Psychother Psychosom Med Psychol 2006; 56 - A81
DOI: 10.1055/s-2006-934301

FUNKTIONAL – Arztseitige Effekte eines leitlinienbasierten Curriculums zur Früherkennung und Behandlung somatoformer/funktioneller Beschwerden in der Allgemeinarztpraxis (ISRCTN27782834)

RM Schäfert 1, S Lippke 1, G Benedikt 1, H Sattel 1, N Sauer 1, J Szecsenyi 2, S Zipfel 3, P Henningsen 4, W Herzog 1
  • 1Klinik für Psychosomatische und Allgemeine Klinische Medizin, Heidelberg
  • 2Abteilung Allgemeinmedizin und Versorgungsforschung, Universitätsklinikum Heidelberg, Universität Heidelberg, Heidelberg
  • 3Universitätsklinikum Tübingen, Medizinische Klinik VI, Psychosomatische Medizin und Psychotherapie, Tübingen
  • 4Institut und Poliklinik für Psychosomatische Medizin, Psychotherapie und Medizinische Psychologie, Klinikum rechts der Isar, TU München, München

Fragestellung: 5-Monats-Evaluation arztseitiger Effekte eines leitlinienbasierten (1), von einer Fokusgruppe entwickelten (2) Curriculums zur Früherkennung und Behandlung somatoformer/funktioneller Beschwerden in der Allgemeinarztpraxis (3).

Methodik: Cluster-randomisiertes, kontrolliertes Design (4), je 16 Hausärzte in Interventions- bzw.
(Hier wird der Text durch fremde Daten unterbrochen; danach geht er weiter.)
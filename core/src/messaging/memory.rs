//! Deterministic in-process FIFO broker for tests and local runs, backed by
//! a [`DashMap`] of per-topic queues the same way [`crate::kvs::memory`]
//! keeps one flat map for its rows.

use std::collections::{HashMap, HashSet, VecDeque};
use std::sync::Mutex;

use async_trait::async_trait;
use dashmap::DashMap;
use uuid::Uuid;

use super::{MessagingError, Publisher, ReceivedMessage, Subscriber};

struct QueuedMessage {
    id: String,
    body: String,
}

#[derive(Default)]
struct TopicState {
    pending: VecDeque<QueuedMessage>,
    in_flight: HashMap<String, QueuedMessage>,
    seen_dedup_ids: HashSet<String>,
}

#[derive(Default)]
pub struct InMemoryBroker {
    topics: DashMap<&'static str, Mutex<TopicState>>,
}

impl InMemoryBroker {
    pub fn new() -> Self {
        Self::default()
    }
}

#[async_trait]
impl Publisher for InMemoryBroker {
    async fn publish_raw(
        &self,
        topic: &'static str,
        _group_id: String,
        deduplication_id: String,
        body: String,
    ) -> Result<(), MessagingError> {
        let entry = self.topics.entry(topic).or_default();
        let mut state = entry.lock().expect("topic mutex poisoned");
        if !state.seen_dedup_ids.insert(deduplication_id) {
            return Ok(());
        }
        state.pending.push_back(QueuedMessage {
            id: Uuid::new_v4().to_string(),
            body,
        });
        Ok(())
    }
}

#[async_trait]
impl Subscriber for InMemoryBroker {
    async fn receive(&self, topic: &'static str) -> Result<Option<ReceivedMessage>, MessagingError> {
        let entry = self.topics.entry(topic).or_default();
        let mut state = entry.lock().expect("topic mutex poisoned");
        let Some(msg) = state.pending.pop_front() else {
            return Ok(None);
        };
        let received = ReceivedMessage {
            id: msg.id.clone(),
            body: msg.body.clone(),
        };
        state.in_flight.insert(msg.id.clone(), msg);
        Ok(Some(received))
    }

    async fn ack(&self, topic: &'static str, id: &str) -> Result<(), MessagingError> {
        let entry = self.topics.entry(topic).or_default();
        let mut state = entry.lock().expect("topic mutex poisoned");
        state.in_flight.remove(id);
        Ok(())
    }

    async fn nack(&self, topic: &'static str, id: &str) -> Result<(), MessagingError> {
        let entry = self.topics.entry(topic).or_default();
        let mut state = entry.lock().expect("topic mutex poisoned");
        if let Some(msg) = state.in_flight.remove(id) {
            state.pending.push_back(msg);
        }
        Ok(())
    }
}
Kontrollgruppe. Das Curriculum integriert psychodynamische und kognitiv-behaviorale Elemente (5). Es wurde entlang einem Leitfaden über ¼ Jahr in 4 Modulen (je 2×90 min) und 1 Booster-Termin nach 5 Monaten (1×90 min) durchgeführt. Effektstärken (ES) wurden als Cohen's d berechnet. Die Kontrollgruppe erhielt schriftliches Informationsmaterial.
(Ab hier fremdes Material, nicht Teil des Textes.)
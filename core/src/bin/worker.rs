//! Message-processor worker (§5 process shape 2): one long-lived
//! subscriber loop per topic, running concurrently, each pulling one
//! message at a time, dispatching synchronously, acking on success and
//! nacking on error or panic. A signal-driven cancellation token stops
//! every loop; the process blocks until all of them have returned.
//!
//! Grounded in the teacher crate's own worker-loop shape
//! (`federation::queue::OutboundQueue::run_worker`): a `tokio::select!`
//! between the next poll and the cancellation token, with an idle topic
//! backed off by a short sleep rather than busy-polling.

use std::panic::AssertUnwindSafe;
use std::sync::Arc;
use std::time::Duration;

use futures::FutureExt;
use tokio_util::sync::CancellationToken;
use tracing::{error, info, warn};
use tracing_subscriber::{layer::SubscriberExt, util::SubscriberInitExt};

use romance_ledger::config::Config;
use romance_ledger::db;
use romance_ledger::kvs::memory::InMemoryKvs;
use romance_ledger::kvs::postgres::PostgresKvs;
use romance_ledger::kvs::Kvs;
use romance_ledger::messaging::dispatcher::{DispatchOutcome, Dispatcher, Handler};
use romance_ledger::messaging::memory::InMemoryBroker;
use romance_ledger::messaging::postgres::PostgresBroker;
use romance_ledger::messaging::{Publisher, Subscriber, DELETE_ROMANCES_GROUP_TOPIC, DELETE_ROMANCES_TOPIC};
use romance_ledger::operations::cascade::{CascadeOperations, DeleteRomancesGroupHandler, DeleteRomancesHandler};
use romance_ledger::repository::RomanceRepository;

const IDLE_BACKOFF: Duration = Duration::from_millis(250);

async fn run_topic_loop(
    topic: &'static str,
    subscriber: Arc<dyn Subscriber>,
    dispatcher: Arc<Dispatcher>,
    cancel: CancellationToken,
) {
    info!(topic, "worker loop starting");
    loop {
        if cancel.is_cancelled() {
            break;
        }

        let received = tokio::select! {
            res = subscriber.receive(topic) => res,
            _ = cancel.cancelled() => break,
        };

        let message = match received {
            Ok(Some(message)) => message,
            Ok(None) => {
                tokio::select! {
                    _ = tokio::time::sleep(IDLE_BACKOFF) => continue,
                    _ = cancel.cancelled() => break,
                }
            }
            Err(err) => {
                error!(topic, error = %err, "receive failed, backing off");
                tokio::time::sleep(IDLE_BACKOFF).await;
                continue;
            }
        };

        let dispatch_result = AssertUnwindSafe(dispatcher.dispatch(topic, &message.body))
            .catch_unwind()
            .await;

        let outcome = match dispatch_result {
            Ok(outcome) => outcome,
            Err(panic) => {
                error!(topic, message_id = %message.id, ?panic, "handler panicked, nacking message");
                let _ = subscriber.nack(topic, &message.id).await;
                continue;
            }
        };

        match outcome {
            DispatchOutcome::Handled => {
                if let Err(err) = subscriber.ack(topic, &message.id).await {
                    error!(topic, message_id = %message.id, error = %err, "ack failed");
                }
            }
            DispatchOutcome::NoHandlerMatched => {
                warn!(topic, message_id = %message.id, "no handler matched, nacking");
                let _ = subscriber.nack(topic, &message.id).await;
            }
            DispatchOutcome::HandlerErrors(errors) => {
                for err in &errors {
                    error!(topic, message_id = %message.id, error = %err, "handler failed");
                }
                let _ = subscriber.nack(topic, &message.id).await;
            }
        }
    }
    info!(topic, "worker loop stopped");
}

#[tokio::main]
async fn main() -> anyhow::Result<()> {
    dotenvy::dotenv().ok();
    tracing_subscriber::registry()
        .with(tracing_subscriber::EnvFilter::new(
            std::env::var("RUST_LOG").unwrap_or_else(|_| "info".to_string()),
        ))
        .with(tracing_subscriber::fmt::layer())
        .init();

    let config = Config::load();

    // Both adapters implement `Publisher` and `Subscriber` on the same
    // concrete type, so each backend branch clones its one broker `Arc`
    // into the two trait-object views the rest of the worker needs,
    // instead of threading a single combined trait through.
    let (kvs, publisher, subscriber): (Arc<dyn Kvs>, Arc<dyn Publisher>, Arc<dyn Subscriber>) =
        if std::env::var("USE_IN_MEMORY_BACKEND").is_ok() {
            info!("starting worker against in-memory KVS/messaging backends");
            let kvs = Arc::new(InMemoryKvs::new());
            let broker = Arc::new(InMemoryBroker::new());
            (kvs, broker.clone(), broker)
        } else {
            let pool = db::init_db(&config).await?;
            let kvs = Arc::new(PostgresKvs::new(pool.clone()));
            kvs.ensure_schema().await?;
            let broker = Arc::new(PostgresBroker::new(pool));
            broker.ensure_schema().await?;
            (kvs, broker.clone(), broker)
        };

    let romances = Arc::new(RomanceRepository::new(kvs, config.romances));
    let cascade = Arc::new(CascadeOperations::new(romances, publisher, config.group_delete_limit));

    let mut dispatcher = Dispatcher::new();
    dispatcher.register(
        DELETE_ROMANCES_TOPIC,
        Arc::new(DeleteRomancesHandler { cascade: cascade.clone() }) as Arc<dyn Handler>,
    );
    dispatcher.register(
        DELETE_ROMANCES_GROUP_TOPIC,
        Arc::new(DeleteRomancesGroupHandler { cascade }) as Arc<dyn Handler>,
    );
    let dispatcher = Arc::new(dispatcher);

    let cancel = CancellationToken::new();
    let shutdown = cancel.clone();
    tokio::spawn(async move {
        let _ = tokio::signal::ctrl_c().await;
        info!("shutdown signal received, stopping worker loops");
        shutdown.cancel();
    });

    let loop_a = tokio::spawn(run_topic_loop(
        DELETE_ROMANCES_TOPIC,
        subscriber.clone(),
        dispatcher.clone(),
        cancel.clone(),
    ));
    let loop_b = tokio::spawn(run_topic_loop(
        DELETE_ROMANCES_GROUP_TOPIC,
        subscriber,
        dispatcher,
        cancel,
    ));

    let _ = tokio::join!(loop_a, loop_b);
    info!("worker exited cleanly");
    Ok(())
}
Ergebnisse: 5 Monate nach der Schulung fühlten sich die Hausärzte im Umgang mit betroffenen Patienten signifikant weniger unsicher (ES: d=0,52) und erlebten die Arzt-Patient-Beziehung (DDPRQ–10) (6) signifikant weniger schwierig (ES: d=0,92); vor allem fand sich eine Reduktion eigener ärgerlicher Reaktionen (ES: d=0,65). Die Freude an der Arbeit mit dieser Patientengruppe nahm zu, auch in der Kontrollgruppe. Hohe Zustimmung ergab sich bei den Curriculumsinhalten zu Informationen über das Krankheitsbild und frühzeitiger Simultandiagnostik organischer und psychosozialer Einflussfaktoren, bei der Didaktik zu Rollenspielen mit Videofeedback, Austausch in der Gesamtgruppe und konkreten Formulierungsvorschlägen. Die Früherkennung wurde als verbessert eingeschätzt, schwierigster Bereich war die Behandlung. Qualitative Kernaussagen waren Simultandiagnostik als Grundhaltung, klare zeitliche Strukturierung des Settings und bessere Kommunikation im Praxisteam.

Schlussfolgerungen: Durch das Curriculum werden arztseitig positive spezifische Effekte erzielt (vgl. 7). Patientenseitige Auswirkungen werden untersucht. Die 12-Monats-Evaluation wird Antworten zur Nachhaltigkeit liefern. Curriculum und Leitfaden werden weiterentwickelt und sollen breiter in Weiterbildungsprogrammen implementiert werden.